I support Ron Paul because he makes more logical sense than anybody else out there, and he makes sense even to the loonies. The phenomenon of Ron Paul is exactly that: a phenomenon. You strike me as a good journalist. Do some deeper digging on Paul and you may not have to join the media bandwagon that just does not know how to handle this phenomenon other than by poor attempts at mockery.

Estrella Eguino

RECONSIDER THE ODDS

ELI: [You wrote:] "No one seriously thinks an antiwar Republican like Ron Paul can win the presidency."

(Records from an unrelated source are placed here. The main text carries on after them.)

#[derive(Debug, Clone, Copy, PartialEq, Eq, Hash, Serialize, Deserialize)]
#[serde(rename_all = "snake_case")]
pub enum RebalanceDirection {
    Increase,
    Decrease,
}

#[derive(Debug, Clone, PartialEq, Serialize, Deserialize)]
pub struct RebalanceAction {
    pub project_id: ProjectId,
    pub current: f64,
    pub target: f64,
    /// target - current, in percentage points.
    pub difference: f64,
    pub action: RebalanceDirection,
}

struct Track {
    project_id: ProjectId,
    category: RiskCategory,
    monthly_rate: f64,
    initial: f64,
    value: f64,
}

/// Portfolio performance functions.
pub struct PerformanceSimulator;
//! PostgreSQL implementation of UserRepository.
//!
//! Investors, portfolio included, are stored as JSONB documents.

use async_trait::async_trait;
use sqlx::types::Json;
use sqlx::{PgPool, Row};

use crate::domain::foundation::{DomainError, ErrorCode, UserId};
use crate::domain::user::Investor;
use crate::ports::UserRepository;

/// PostgreSQL implementation of UserRepository.
#[derive(Clone)]
pub struct PostgresUserRepository {
    pool: PgPool,
}

impl PostgresUserRepository {
    /// Creates a new PostgresUserRepository.
    pub fn new(pool: PgPool) -> Self {
        Self { pool }
    }
}

#[async_trait]
impl UserRepository for PostgresUserRepository {
    async fn find_by_id(&self, id: &UserId) -> Result<Option<Investor>, DomainError> {
        let row = sqlx::query("SELECT document FROM investors WHERE id = $1")
            .bind(id.as_str())
            .fetch_optional(&self.pool)
            .await
            .map_err(|e| {
                DomainError::new(
                    ErrorCode::DatabaseError,
                    format!("Failed to fetch investor: {}", e),
                )
            })?;

        match row {
            Some(row) => {
                let Json(investor): Json<Investor> = row.try_get("document").map_err(|e| {
                    DomainError::new(
                        ErrorCode::DatabaseError,
                        format!("Failed to decode investor document: {}", e),
                    )
                })?;
                Ok(Some(investor))
            }
            None => Ok(None),
        }
    }

    async fn save(&self, investor: &Investor) -> Result<(), DomainError> {
        sqlx::query(
            r#"
            INSERT INTO investors (id, email, document, created_at, updated_at)
            VALUES ($1, $2, $3, $4, $5)
            ON CONFLICT (id) DO UPDATE SET
                email = EXCLUDED.email,
                document = EXCLUDED.document,
                updated_at = EXCLUDED.updated_at
            "#,
        )
        .bind(investor.id.as_str())
        .bind(&investor.email)
        .bind(Json(investor))
        .bind(investor.created_at.as_datetime())
        .bind(investor.updated_at.as_datetime())
        .execute(&self.pool)
        .await
        .map_err(|e| {
            DomainError::new(
                ErrorCode::DatabaseError,
                format!("Failed to save investor: {}", e),
            )
        })?;

        Ok(())
    }
}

I do, simply because of all the disenfranchised voters out there who rally behind his message of freedom and limited government. Consider that in the average election, 50 percent of the people don't vote, and many of the 50 percent who do are now severely dissatisfied with both parties. In a two-way race against a Democrat, Paul would win (chances of him winning the Republican nomination are slim at best, I'll admit); in a three-way race with Paul running under the Constitution Party platform, he has an even better chance, as the number of votes he needs to win a majority is reduced.

Mark

SINCERE THANKS

ELI: Thanks for the thoughtful, fair article on Ron Paul. I apologize for the flak you must be getting from Dr. Paul's more socially retarded supporters.

Brien

FILM NERDS

UNITE

TO THE EDITOR: In The Stranger's current mini-review of No Reservations there is no mention that the movie is an American remake of a German film, Mostly Martha.

If someone had to write a review of the pukey Point of No Return I'd want to be bloody sure that there was some mention of Luc Besson's enjoyable La Femme Nikita. (Of which, the pukey Point of No Return was a pukey, pukey remake.)

Not a huge error. Lindy West's mini-review was a nice, quick read. But please remember to nod to the original European films when dissing American remakes!

Thank you,

Lindsay Meagher (nerdy former clerk of Island Video in Anacortes)

ANNIE WAGNER RESPONDS: Lindy West's capsule (which appeared under the heading "Recently Reviewed") was condensed from a longer review, in which West noted that No Reservations was "adapted from the 2001 German film Mostly Martha."